» **RECORD EXTRACTS**
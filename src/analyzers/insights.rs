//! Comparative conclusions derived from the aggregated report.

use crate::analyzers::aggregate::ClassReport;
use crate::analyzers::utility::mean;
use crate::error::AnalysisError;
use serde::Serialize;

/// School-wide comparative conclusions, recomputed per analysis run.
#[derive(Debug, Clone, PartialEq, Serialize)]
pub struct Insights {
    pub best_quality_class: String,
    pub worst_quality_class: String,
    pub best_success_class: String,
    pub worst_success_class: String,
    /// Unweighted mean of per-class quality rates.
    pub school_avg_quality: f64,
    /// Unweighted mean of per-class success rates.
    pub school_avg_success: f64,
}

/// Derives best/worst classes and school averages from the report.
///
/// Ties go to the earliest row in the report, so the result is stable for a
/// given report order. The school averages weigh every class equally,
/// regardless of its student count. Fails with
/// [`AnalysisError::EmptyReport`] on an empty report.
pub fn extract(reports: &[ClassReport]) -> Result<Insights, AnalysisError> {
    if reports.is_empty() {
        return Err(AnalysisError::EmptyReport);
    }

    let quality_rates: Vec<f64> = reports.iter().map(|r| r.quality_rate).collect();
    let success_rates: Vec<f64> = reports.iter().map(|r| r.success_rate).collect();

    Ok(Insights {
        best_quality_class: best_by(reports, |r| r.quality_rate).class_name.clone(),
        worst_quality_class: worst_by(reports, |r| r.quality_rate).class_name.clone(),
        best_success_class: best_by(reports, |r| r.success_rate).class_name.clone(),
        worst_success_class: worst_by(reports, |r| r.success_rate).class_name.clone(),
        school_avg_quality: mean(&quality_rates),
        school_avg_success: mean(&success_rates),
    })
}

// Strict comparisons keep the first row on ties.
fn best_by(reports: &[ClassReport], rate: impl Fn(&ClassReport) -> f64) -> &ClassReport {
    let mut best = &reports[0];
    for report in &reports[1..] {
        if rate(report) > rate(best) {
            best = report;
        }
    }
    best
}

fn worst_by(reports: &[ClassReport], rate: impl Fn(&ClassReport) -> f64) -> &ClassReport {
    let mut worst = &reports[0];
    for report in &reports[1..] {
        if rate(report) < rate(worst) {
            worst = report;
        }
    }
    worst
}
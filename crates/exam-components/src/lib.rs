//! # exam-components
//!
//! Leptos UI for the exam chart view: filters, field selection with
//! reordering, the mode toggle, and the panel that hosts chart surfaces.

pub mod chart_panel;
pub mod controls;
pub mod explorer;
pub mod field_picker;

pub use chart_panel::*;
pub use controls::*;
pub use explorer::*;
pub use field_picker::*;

» **THE TASK**
Report how many lines of the entries include the word "from", and let the number stand alone.

» **RESPONSE**
2